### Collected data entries

· · ·

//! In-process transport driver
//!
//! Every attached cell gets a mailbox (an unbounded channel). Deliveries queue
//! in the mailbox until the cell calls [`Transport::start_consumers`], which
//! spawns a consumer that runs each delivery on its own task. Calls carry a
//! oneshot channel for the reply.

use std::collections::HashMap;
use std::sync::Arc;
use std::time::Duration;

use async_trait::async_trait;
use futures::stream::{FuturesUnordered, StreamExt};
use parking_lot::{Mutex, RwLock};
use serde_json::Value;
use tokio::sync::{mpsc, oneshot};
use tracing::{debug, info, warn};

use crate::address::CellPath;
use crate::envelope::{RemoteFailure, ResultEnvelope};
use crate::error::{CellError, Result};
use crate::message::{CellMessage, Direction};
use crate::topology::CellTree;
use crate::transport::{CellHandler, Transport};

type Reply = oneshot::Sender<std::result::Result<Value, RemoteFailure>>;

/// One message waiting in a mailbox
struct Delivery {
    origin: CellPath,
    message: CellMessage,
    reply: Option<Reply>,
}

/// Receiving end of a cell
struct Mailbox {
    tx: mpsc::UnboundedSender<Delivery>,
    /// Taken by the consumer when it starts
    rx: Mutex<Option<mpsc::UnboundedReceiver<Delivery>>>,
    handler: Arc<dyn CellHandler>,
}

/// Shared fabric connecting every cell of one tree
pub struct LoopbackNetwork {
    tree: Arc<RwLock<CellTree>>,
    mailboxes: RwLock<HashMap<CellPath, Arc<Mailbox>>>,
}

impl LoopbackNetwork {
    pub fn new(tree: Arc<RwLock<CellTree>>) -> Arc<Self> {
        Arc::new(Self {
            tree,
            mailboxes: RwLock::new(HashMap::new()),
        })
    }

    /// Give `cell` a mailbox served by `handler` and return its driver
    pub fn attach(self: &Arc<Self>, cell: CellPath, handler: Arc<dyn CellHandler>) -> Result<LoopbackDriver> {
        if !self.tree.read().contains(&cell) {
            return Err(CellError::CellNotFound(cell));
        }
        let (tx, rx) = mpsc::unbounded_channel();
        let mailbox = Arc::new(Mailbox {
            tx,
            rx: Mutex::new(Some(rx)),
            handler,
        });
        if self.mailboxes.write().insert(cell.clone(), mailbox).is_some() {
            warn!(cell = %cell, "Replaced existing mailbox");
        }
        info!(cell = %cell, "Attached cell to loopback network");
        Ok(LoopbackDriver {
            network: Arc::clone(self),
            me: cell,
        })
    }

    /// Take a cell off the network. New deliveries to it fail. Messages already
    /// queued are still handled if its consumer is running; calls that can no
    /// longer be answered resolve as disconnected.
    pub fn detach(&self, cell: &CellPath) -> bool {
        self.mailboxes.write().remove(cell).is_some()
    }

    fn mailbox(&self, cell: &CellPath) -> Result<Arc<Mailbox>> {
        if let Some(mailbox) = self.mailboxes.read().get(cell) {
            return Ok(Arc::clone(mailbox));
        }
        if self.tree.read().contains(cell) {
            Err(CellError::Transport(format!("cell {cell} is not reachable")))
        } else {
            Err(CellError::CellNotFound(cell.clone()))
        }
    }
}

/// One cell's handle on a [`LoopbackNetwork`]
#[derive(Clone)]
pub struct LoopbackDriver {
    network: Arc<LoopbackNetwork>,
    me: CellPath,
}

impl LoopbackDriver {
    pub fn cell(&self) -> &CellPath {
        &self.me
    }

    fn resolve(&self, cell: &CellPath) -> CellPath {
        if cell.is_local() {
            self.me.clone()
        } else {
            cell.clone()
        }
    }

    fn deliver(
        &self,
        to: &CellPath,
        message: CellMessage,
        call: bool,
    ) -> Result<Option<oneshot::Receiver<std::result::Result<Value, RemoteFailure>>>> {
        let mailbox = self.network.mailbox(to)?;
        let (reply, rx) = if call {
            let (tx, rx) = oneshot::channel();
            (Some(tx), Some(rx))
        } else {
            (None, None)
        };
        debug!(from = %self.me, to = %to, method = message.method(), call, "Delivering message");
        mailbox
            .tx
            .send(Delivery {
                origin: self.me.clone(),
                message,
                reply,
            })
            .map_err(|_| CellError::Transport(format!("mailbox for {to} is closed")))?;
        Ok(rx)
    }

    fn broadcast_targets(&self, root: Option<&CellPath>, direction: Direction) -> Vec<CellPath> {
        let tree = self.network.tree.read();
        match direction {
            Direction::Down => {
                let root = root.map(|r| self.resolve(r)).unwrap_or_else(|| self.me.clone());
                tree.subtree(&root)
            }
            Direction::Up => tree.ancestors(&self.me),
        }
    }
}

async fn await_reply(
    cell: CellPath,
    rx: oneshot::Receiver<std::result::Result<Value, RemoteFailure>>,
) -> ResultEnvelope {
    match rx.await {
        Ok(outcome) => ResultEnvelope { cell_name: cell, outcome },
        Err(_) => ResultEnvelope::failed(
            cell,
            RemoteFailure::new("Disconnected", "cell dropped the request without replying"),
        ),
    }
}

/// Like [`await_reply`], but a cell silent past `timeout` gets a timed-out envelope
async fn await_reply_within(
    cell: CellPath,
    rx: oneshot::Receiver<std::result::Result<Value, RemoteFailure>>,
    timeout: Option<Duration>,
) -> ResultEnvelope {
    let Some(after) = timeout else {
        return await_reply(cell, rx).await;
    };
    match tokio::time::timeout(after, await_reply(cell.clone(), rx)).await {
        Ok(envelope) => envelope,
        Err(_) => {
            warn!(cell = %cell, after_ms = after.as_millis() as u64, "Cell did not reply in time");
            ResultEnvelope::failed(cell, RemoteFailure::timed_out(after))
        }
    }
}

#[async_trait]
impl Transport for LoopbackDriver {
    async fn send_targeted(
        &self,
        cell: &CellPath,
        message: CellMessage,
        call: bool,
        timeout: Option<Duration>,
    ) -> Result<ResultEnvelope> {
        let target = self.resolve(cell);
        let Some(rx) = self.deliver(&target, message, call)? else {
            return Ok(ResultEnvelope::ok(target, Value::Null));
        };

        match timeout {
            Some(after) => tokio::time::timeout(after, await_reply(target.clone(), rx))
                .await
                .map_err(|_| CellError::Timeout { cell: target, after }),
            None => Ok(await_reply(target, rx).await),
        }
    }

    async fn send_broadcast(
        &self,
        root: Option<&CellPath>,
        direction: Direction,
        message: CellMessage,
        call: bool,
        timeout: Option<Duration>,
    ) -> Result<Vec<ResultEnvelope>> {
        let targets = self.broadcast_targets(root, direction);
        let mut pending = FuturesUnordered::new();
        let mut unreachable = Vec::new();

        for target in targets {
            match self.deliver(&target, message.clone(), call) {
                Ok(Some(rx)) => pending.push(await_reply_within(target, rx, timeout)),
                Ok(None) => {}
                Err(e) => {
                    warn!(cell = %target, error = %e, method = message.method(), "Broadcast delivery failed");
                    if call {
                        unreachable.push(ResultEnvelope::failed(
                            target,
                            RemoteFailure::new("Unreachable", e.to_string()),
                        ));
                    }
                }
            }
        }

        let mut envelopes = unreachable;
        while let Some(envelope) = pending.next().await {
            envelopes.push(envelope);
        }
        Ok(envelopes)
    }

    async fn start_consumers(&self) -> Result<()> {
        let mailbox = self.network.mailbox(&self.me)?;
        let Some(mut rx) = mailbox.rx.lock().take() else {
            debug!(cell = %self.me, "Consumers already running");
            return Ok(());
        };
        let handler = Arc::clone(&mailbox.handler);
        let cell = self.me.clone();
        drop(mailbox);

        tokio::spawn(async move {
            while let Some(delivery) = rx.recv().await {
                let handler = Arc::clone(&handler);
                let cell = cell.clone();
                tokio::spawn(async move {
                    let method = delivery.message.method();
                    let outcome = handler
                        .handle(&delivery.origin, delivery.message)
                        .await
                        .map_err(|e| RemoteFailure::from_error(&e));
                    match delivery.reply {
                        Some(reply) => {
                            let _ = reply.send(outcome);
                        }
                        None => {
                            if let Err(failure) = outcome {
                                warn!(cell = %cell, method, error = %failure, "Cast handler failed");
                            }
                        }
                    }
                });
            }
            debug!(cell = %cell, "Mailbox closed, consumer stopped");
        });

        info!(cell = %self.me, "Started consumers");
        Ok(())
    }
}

· · ·

### The task
Where in the records above does the word "Mutex" appear? Copy each line that holds it.

### Solution to the exercise
use parking_lot::{Mutex, RwLock};
    rx: Mutex<Option<mpsc::UnboundedReceiver<Delivery>>>,
            rx: Mutex::new(Some(rx)),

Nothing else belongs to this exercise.